Dounan Township () is an urban township in Yunlin County, Taiwan.

History
The original name of Dounan is Taliwu (他里霧), which is named after one of the branches of an aboriginal tribe. The development of Taliwu had started since the Ming Dynasty, when Koxinga came to Taiwan. It is the first place explored by the Han Chinese in the Yunlin area. During the Japanese rule period, Tarimu/Taliwu was rebuilt as an administrative division under the governance of Huwei and renamed to Tonan in 1920. In 1946, it became an independent township.

Geography
Dounan is located on a plain with flat terrain.
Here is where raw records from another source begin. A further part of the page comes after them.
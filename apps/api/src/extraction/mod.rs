//! Content Extractor — reduces a request source to one clean text blob.
//!
//! Text passes through, websites are fetched (one page) and parsed, documents
//! are read from storage. Extraction either yields the whole blob or fails;
//! there is no partial result.

use std::sync::Arc;

use thiserror::Error;
use tracing::info;

use crate::errors::FailureKind;
use crate::models::search_request::RequestSource;

pub mod documents;
pub mod fetcher;
pub mod html;
pub mod rules;

use documents::{DocumentError, DocumentStore};
use fetcher::{FetchError, PageFetcher};
use rules::ExtractionRules;

/// Inputs with fewer non-whitespace characters than this are rejected.
pub const MIN_CONTENT_CHARS: usize = 20;

#[derive(Debug, Error)]
pub enum ExtractionError {
    #[error("found {found} non-whitespace characters, at least {required} required")]
    InsufficientContent { found: usize, required: usize },

    #[error("document '{0}' is no longer available")]
    SourceUnavailable(String),

    #[error(transparent)]
    Fetch(#[from] FetchError),

    #[error("{0}")]
    Parse(String),

    #[error(transparent)]
    Document(#[from] DocumentError),
}

impl ExtractionError {
    pub fn kind(&self) -> FailureKind {
        match self {
            ExtractionError::InsufficientContent { .. } => FailureKind::InsufficientContent,
            ExtractionError::SourceUnavailable(_) => FailureKind::SourceUnavailable,
            ExtractionError::Fetch(_) => FailureKind::FetchError,
            ExtractionError::Parse(_) | ExtractionError::Document(_) => {
                FailureKind::ExtractionError
            }
        }
    }

    /// The `error_message` persisted on the failed request.
    pub fn user_message(&self) -> String {
        let kind = self.kind();
        match self {
            ExtractionError::InsufficientContent { found, required } => kind.message(format!(
                "The input is too short to build a meaningful search query \
                 ({found} of at least {required} characters). \
                 Add more detail to the input and submit it again."
            )),
            ExtractionError::SourceUnavailable(reference) => kind.message(format!(
                "The uploaded document '{reference}' no longer exists. \
                 Please create a new request and upload the document again."
            )),
            other => kind.message(other),
        }
    }
}

#[derive(Clone)]
pub struct ContentExtractor {
    fetcher: Arc<dyn PageFetcher>,
    documents: Arc<dyn DocumentStore>,
    rules: Arc<ExtractionRules>,
}

impl ContentExtractor {
    pub fn new(
        fetcher: Arc<dyn PageFetcher>,
        documents: Arc<dyn DocumentStore>,
        rules: ExtractionRules,
    ) -> Self {
        Self {
            fetcher,
            documents,
            rules: Arc::new(rules),
        }
    }

    pub fn documents(&self) -> &dyn DocumentStore {
        self.documents.as_ref()
    }

    pub async fn extract(&self, source: &RequestSource) -> Result<String, ExtractionError> {
        let text = match source {
            RequestSource::Text(text) => text.trim().to_string(),
            RequestSource::Website(url) => {
                let page = self.fetcher.fetch(url).await?;
                let text = html::extract_relevant_text(&page.body, &self.rules)?;
                info!("Extracted {} chars from {}", text.len(), page.url);
                text
            }
            RequestSource::Document(reference) => self
                .documents
                .fetch_text(reference)
                .await?
                .ok_or_else(|| ExtractionError::SourceUnavailable(reference.clone()))?,
        };

        ensure_sufficient(&text)?;
        Ok(text)
    }
}

pub fn ensure_sufficient(text: &str) -> Result<(), ExtractionError> {
    let found = text.chars().filter(|c| !c.is_whitespace()).count();
    if found < MIN_CONTENT_CHARS {
        return Err(ExtractionError::InsufficientContent {
            found,
            required: MIN_CONTENT_CHARS,
        });
    }
    Ok(())
}

/// Collapses every whitespace run to a single space and trims.
pub fn normalize_whitespace(text: &str) -> String {
    text.split_whitespace().collect::<Vec<_>>().join(" ")
}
The elevation of the township is 33 meters above sea level and it inclines from east to west.

Administrative divisions
Tungren, Xiqi, Nanchang, Beiming, Zhongtian, Linzi, Shigui, Shixi, Jingxing, Xinnan, Adan, Jiangjun, Jiushe, Mingchang, Datung, Beima, Xiba, Xinlun, Tungming, Xinguang, Tiantou and Xiaotung Village.

Economy
Most of the land use in Dounan is for agriculture, which makes up about 10.4 km2. The majority of the business in the township is low-level service, in which most of them are retail stores.

Tourist attractions
 Dounan Stadium
 Yunlin County Stadium

Transportation
Dounan is the transport center for Yunlin County.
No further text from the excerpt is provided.